■ TASK GOAL: The goal is to restate all of the records below word for word.

───── DATA FOR REVIEW ─────

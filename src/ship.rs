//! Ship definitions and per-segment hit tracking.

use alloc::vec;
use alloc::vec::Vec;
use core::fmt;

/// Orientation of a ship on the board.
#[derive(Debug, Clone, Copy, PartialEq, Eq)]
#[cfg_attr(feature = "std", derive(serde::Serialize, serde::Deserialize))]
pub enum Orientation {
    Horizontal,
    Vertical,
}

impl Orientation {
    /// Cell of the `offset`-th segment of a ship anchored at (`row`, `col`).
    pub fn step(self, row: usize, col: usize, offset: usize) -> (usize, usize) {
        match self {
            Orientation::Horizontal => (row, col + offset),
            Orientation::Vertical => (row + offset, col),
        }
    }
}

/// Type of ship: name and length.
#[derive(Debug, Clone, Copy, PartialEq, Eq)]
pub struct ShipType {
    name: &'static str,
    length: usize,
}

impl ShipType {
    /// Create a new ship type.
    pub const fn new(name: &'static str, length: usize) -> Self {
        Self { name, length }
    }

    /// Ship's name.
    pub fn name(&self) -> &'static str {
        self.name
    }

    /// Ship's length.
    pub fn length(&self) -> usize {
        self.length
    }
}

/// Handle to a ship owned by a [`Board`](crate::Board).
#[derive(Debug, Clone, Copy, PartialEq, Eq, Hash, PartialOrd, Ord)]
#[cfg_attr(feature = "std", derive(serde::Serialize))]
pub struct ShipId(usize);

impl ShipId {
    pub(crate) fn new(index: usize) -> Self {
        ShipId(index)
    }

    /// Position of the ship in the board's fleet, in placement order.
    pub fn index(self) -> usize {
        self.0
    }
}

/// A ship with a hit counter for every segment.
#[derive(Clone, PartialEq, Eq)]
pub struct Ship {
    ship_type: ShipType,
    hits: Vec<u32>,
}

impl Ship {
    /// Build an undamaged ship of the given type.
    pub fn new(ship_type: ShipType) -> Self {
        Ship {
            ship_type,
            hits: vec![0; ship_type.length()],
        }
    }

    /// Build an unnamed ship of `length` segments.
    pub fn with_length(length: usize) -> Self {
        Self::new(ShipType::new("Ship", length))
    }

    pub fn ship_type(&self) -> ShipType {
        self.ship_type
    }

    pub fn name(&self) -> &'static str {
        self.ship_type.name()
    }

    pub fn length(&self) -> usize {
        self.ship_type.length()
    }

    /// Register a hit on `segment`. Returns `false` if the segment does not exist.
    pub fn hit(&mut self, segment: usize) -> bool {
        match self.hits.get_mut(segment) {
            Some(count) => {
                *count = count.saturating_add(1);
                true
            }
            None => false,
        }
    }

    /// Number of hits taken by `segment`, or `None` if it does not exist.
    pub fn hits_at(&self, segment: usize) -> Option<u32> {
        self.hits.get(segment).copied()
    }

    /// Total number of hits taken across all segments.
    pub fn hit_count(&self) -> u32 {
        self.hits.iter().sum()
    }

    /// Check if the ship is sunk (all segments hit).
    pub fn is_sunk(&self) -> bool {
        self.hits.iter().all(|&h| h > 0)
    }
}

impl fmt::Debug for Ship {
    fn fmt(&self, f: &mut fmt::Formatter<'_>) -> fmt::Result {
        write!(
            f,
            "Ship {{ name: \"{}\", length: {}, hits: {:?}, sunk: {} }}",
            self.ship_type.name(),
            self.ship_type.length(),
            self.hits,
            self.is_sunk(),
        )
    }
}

─────

■ ANSWER SECTION:
filename src/ship.rs
//! Ship definitions and per-segment hit tracking.

use alloc::vec;
use alloc::vec::Vec;
use core::fmt;

/// Orientation of a ship on the board.
#[derive(Debug, Clone, Copy, PartialEq, Eq)]
#[cfg_attr(feature = "std", derive(serde::Serialize, serde::Deserialize))]
pub enum Orientation {
    Horizontal,
    Vertical,
}

impl Orientation {
    /// Cell of the `offset`-th segment of a ship anchored at (`row`, `col`).
    pub fn step(self, row: usize, col: usize, offset: usize) -> (usize, usize) {
        match self {
            Orientation::Horizontal => (row, col + offset),
            Orientation::Vertical => (row + offset, col),
        }
    }
}

/// Type of ship: name and length.
#[derive(Debug, Clone, Copy, PartialEq, Eq)]
pub struct ShipType {
    name: &'static str,
    length: usize,
}

impl ShipType {
    /// Create a new ship type.
    pub const fn new(name: &'static str, length: usize) -> Self {
        Self { name, length }
    }

    /// Ship's name.
    pub fn name(&self) -> &'static str {
        self.name
    }

    /// Ship's length.
    pub fn length(&self) -> usize {
        self.length
    }
}

/// Handle to a ship owned by a [`Board`](crate::Board).
#[derive(Debug, Clone, Copy, PartialEq, Eq, Hash, PartialOrd, Ord)]
#[cfg_attr(feature = "std", derive(serde::Serialize))]
pub struct ShipId(usize);

impl ShipId {
    pub(crate) fn new(index: usize) -> Self {
        ShipId(index)
    }

    /// Position of the ship in the board's fleet, in placement order.
    pub fn index(self) -> usize {
        self.0
    }
}

/// A ship with a hit counter for every segment.
#[derive(Clone, PartialEq, Eq)]
pub struct Ship {
    ship_type: ShipType,
    hits: Vec<u32>,
}

impl Ship {
    /// Build an undamaged ship of the given type.
    pub fn new(ship_type: ShipType) -> Self {
        Ship {
            ship_type,
            hits: vec![0; ship_type.length()],
        }
    }

    /// Build an unnamed ship of `length` segments.
    pub fn with_length(length: usize) -> Self {
        Self::new(ShipType::new("Ship", length))
    }

    pub fn ship_type(&self) -> ShipType {
        self.ship_type
    }

    pub fn name(&self) -> &'static str {
        self.ship_type.name()
    }

    pub fn length(&self) -> usize {
        self.ship_type.length()
    }

    /// Register a hit on `segment`. Returns `false` if the segment does not exist.
    pub fn hit(&mut self, segment: usize) -> bool {
        match self.hits.get_mut(segment) {
            Some(count) => {
                *count = count.saturating_add(1);
                true
            }
            None => false,
        }
    }

    /// Number of hits taken by `segment`, or `None` if it does not exist.
    pub fn hits_at(&self, segment: usize) -> Option<u32> {
        self.hits.get(segment).copied()
    }

    /// Total number of hits taken across all segments.
    pub fn hit_count(&self) -> u32 {
        self.hits.iter().sum()
    }

    /// Check if the ship is sunk (all segments hit).
    pub fn is_sunk(&self) -> bool {
        self.hits.iter().all(|&h| h > 0)
    }
}

impl fmt::Debug for Ship {
    fn fmt(&self, f: &mut fmt::Formatter<'_>) -> fmt::Result {
        write!(
            f,
            "Ship {{ name: \"{}\", length: {}, hits: {:?}, sunk: {} }}",
            self.ship_type.name(),
            self.ship_type.length(),
            self.hits,
            self.is_sunk(),
        )
    }
}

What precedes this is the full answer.